====== Data listing ======

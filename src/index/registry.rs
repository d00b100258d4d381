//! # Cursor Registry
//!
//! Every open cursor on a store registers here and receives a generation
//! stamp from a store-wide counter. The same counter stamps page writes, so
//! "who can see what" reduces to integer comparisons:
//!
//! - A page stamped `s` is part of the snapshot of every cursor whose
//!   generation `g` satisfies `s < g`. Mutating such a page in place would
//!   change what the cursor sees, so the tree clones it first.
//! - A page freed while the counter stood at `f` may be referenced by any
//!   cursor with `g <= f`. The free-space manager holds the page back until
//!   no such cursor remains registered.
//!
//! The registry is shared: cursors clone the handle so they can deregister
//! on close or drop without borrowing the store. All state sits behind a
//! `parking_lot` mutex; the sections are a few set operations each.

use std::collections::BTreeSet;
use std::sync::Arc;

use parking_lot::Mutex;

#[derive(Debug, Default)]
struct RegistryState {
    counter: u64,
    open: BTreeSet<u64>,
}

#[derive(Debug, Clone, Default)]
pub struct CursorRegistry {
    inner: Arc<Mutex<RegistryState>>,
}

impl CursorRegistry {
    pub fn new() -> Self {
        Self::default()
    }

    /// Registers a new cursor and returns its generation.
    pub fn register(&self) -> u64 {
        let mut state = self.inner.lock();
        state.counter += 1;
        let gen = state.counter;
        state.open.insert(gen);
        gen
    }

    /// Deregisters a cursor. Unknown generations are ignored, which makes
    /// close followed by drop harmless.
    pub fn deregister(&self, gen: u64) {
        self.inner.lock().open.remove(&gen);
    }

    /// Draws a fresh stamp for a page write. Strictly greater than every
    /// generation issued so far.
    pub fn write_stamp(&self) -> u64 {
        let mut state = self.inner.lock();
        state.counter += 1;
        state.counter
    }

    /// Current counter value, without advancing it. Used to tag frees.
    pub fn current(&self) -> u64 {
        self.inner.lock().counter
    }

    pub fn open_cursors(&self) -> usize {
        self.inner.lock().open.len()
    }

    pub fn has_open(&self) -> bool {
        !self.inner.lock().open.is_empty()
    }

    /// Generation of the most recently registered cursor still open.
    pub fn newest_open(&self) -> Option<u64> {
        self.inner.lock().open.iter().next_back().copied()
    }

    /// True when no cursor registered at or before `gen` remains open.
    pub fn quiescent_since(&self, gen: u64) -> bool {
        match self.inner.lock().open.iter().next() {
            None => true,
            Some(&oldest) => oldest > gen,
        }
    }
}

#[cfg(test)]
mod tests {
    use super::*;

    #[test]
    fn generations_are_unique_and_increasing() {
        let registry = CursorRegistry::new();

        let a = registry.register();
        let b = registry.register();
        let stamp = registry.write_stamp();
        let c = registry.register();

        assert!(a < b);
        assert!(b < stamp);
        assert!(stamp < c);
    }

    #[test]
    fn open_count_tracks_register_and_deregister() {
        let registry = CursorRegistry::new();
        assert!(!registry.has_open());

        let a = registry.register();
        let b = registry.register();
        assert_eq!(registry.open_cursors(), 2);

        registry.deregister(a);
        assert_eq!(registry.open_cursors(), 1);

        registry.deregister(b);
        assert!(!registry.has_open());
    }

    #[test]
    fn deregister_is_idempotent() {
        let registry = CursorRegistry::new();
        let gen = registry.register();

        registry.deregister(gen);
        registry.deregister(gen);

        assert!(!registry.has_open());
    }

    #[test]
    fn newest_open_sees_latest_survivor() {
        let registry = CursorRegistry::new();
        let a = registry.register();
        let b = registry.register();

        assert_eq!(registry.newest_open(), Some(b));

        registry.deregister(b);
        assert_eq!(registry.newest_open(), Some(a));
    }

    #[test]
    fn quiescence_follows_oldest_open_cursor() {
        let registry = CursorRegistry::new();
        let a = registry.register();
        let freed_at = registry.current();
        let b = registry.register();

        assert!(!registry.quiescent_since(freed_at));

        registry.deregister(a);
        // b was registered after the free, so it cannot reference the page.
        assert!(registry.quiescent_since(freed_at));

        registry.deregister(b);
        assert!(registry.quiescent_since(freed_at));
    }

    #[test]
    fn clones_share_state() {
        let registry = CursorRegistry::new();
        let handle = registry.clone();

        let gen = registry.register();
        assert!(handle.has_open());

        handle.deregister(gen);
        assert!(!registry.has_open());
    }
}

======

What is required: Using the entries shown above, reproduce verbatim the lines from the line bearing "use parking_lot::Mutex;" to the line bearing "returns its generation.", inclusive.

Result:
use parking_lot::Mutex;

#[derive(Debug, Default)]
struct RegistryState {
    counter: u64,
    open: BTreeSet<u64>,
}

#[derive(Debug, Clone, Default)]
pub struct CursorRegistry {
    inner: Arc<Mutex<RegistryState>>,
}

impl CursorRegistry {
    pub fn new() -> Self {
        Self::default()
    }

    /// Registers a new cursor and returns its generation.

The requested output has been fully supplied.